Ne vous perdez pas, ne vous noyez pas.
Chez Jacques, tout se passe sous la surface. Là où se cache le nerf sous la peau, l’incertitude, l’obscurité des indécis.
Car rien n'est tel qu'il est montré.
Tout comme leur auteur, chaque image finit rapidement par distiller son trouble, alors que le ticket d'entrée n'annonçait rien d'autre qu'un raffinement certain, loin de toute tentation du spectaculaire, un accueil velouté des sens, voire une invitation à la contemplation sereine.
Mais non. Jacques n'est pas un contemplatif. S'il a la courtoisie de nous convier dans son univers par la porte rassurante de scènes presque familières, ce n’est que pour mieux nous asséner leur complexité viscérale.

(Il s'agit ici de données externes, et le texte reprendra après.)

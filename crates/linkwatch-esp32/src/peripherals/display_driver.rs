use esp_idf_hal::i2c::{I2cConfig, I2cDriver};
use esp_idf_hal::prelude::*;
use display_interface::DisplayError;
use linkwatch_core::annunciator::TextDisplay;
use linkwatch_core::gfx;
use ssd1306::mode::BufferedGraphicsMode;
use ssd1306::prelude::*;
use ssd1306::{I2CDisplayInterface, Ssd1306};

use super::DisplayI2cPeripherals;

pub const BUS_FREQUENCY_KHZ: u32 = 400;

type Panel<'d> = Ssd1306<
    I2CInterface<I2cDriver<'d>>,
    DisplaySize128x64,
    BufferedGraphicsMode<DisplaySize128x64>,
>;

/// 128x64 SSD1306 driven from a RAM frame buffer.
///
/// Drawing only touches the buffer; `flush` pushes the whole buffer over I2C.
pub struct Oled<'d> {
    panel: Panel<'d>,
}

impl<'d> Oled<'d> {
    pub fn new(peripherals: DisplayI2cPeripherals) -> anyhow::Result<Self> {
        log::info!("Configuring I2C at {} kHz...", BUS_FREQUENCY_KHZ);

        let config = I2cConfig::new().baudrate(BUS_FREQUENCY_KHZ.kHz().into());
        let i2c = I2cDriver::new(peripherals.i2c, peripherals.sda, peripherals.scl, &config)?;

        let interface = I2CDisplayInterface::new(i2c);
        let mut panel = Ssd1306::new(interface, DisplaySize128x64, DisplayRotation::Rotate0)
            .into_buffered_graphics_mode();
        panel
            .init()
            .map_err(|e| anyhow::anyhow!("SSD1306 init failed: {:?}", e))?;

        log::info!("Display initialized");

        Ok(Self { panel })
    }
}

impl TextDisplay for Oled<'_> {
    type Error = DisplayError;

    fn draw_text(&mut self, x: i32, y: i32, text: &str) -> Result<(), Self::Error> {
        gfx::draw_text(&mut self.panel, x, y, text)
    }

    fn flush(&mut self) -> Result<(), Self::Error> {
        self.panel.flush()
    }

    fn clear(&mut self) -> Result<(), Self::Error> {
        gfx::clear(&mut self.panel)
    }
}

Détestant la simplicité autant qu’il y aspire - et ce n’est pas le moindre de ses paradoxes - il nous fait basculer par d’imperceptibles glissements dans l’antichambre de ses angoisses, aussi lumineuses soient-elles.

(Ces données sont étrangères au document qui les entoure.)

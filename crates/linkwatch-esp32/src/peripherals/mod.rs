mod buzzer;
mod display_driver;
mod indicator;
mod signal_lines;

pub use buzzer::LedcBuzzer;
pub use display_driver::Oled;
pub use indicator::LampLine;
pub use signal_lines::SignalLine;

use esp_idf_hal::gpio::{AnyIOPin, AnyOutputPin};
use esp_idf_hal::i2c::I2C0;
use esp_idf_hal::ledc::{CHANNEL0, TIMER0};
use esp_idf_hal::peripherals::Peripherals;
use esp_idf_svc::sys::EspError;

pub struct SystemPeripherals {
    pub buzzer: BuzzerPeripherals,
    pub display: DisplayI2cPeripherals,
    pub indicator: IndicatorPeripherals,
    pub signals: SignalPeripherals,
}

/// Link signal inputs.
/// Active low, internal pull-ups enabled by the driver.
pub struct SignalPeripherals {
    pub line_a: AnyIOPin, // GPIO15
    pub line_b: AnyIOPin, // GPIO7
}

pub struct IndicatorPeripherals {
    pub red: AnyOutputPin,   // GPIO13
    pub green: AnyOutputPin, // GPIO11
    pub blue: AnyOutputPin,  // GPIO12
}

/// LEDC timer and channel dedicated to the buzzer
pub struct BuzzerPeripherals {
    pub timer: TIMER0,
    pub channel: CHANNEL0,
    pub pin: AnyOutputPin, // GPIO9
}

/// SSD1306 on the I2C0 bus
pub struct DisplayI2cPeripherals {
    pub i2c: I2C0,
    pub sda: AnyIOPin, // GPIO35
    pub scl: AnyIOPin, // GPIO36
}

impl SystemPeripherals {
    pub fn take() -> Result<Self, EspError> {
        let peripherals = Peripherals::take()?;

        Ok(SystemPeripherals {
            buzzer: BuzzerPeripherals {
                timer: peripherals.ledc.timer0,
                channel: peripherals.ledc.channel0,
                pin: peripherals.pins.gpio9.into(),
            },
            display: DisplayI2cPeripherals {
                i2c: peripherals.i2c0,
                sda: peripherals.pins.gpio35.into(),
                scl: peripherals.pins.gpio36.into(),
            },
            indicator: IndicatorPeripherals {
                red: peripherals.pins.gpio13.into(),
                green: peripherals.pins.gpio11.into(),
                blue: peripherals.pins.gpio12.into(),
            },
            signals: SignalPeripherals {
                line_a: peripherals.pins.gpio15.into(),
                line_b: peripherals.pins.gpio7.into(),
            },
        })
    }
}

Cet architecte d’une vision multiple traque ce qui lui ressemble et lui échappe, à travers des thèmes d’une constance obsessionnelle. La mer, aussi limpide qu’inquiétante ; l’urbanisme mouvant des mégapoles chinoises ; l'artiste qui se confond avec ses œuvres puis avec la nature, le métal et le béton d’une Amérique fragmentée, la femme insaisissable et fugitive...
Autant de chapitres à inscrire encore et encore dans son registre intime, trophées visuels baignés d’une enveloppe éblouissante dont l’origine ne fait aucun mystère : sa Provence natale, berceau aromatique dont toutes ses photos semblent imprégnées, quelles que soient l’endroit du monde où elles furent prises.
C’est ainsi que pourrait se nouer l’équation vitale d’un photographe en bascule perpétuelle entre ses deux pôles : hantise lumineuse et liquide de perdre pied, tentation oscillante de perdre enfin l’équilibre, de lâcher prise.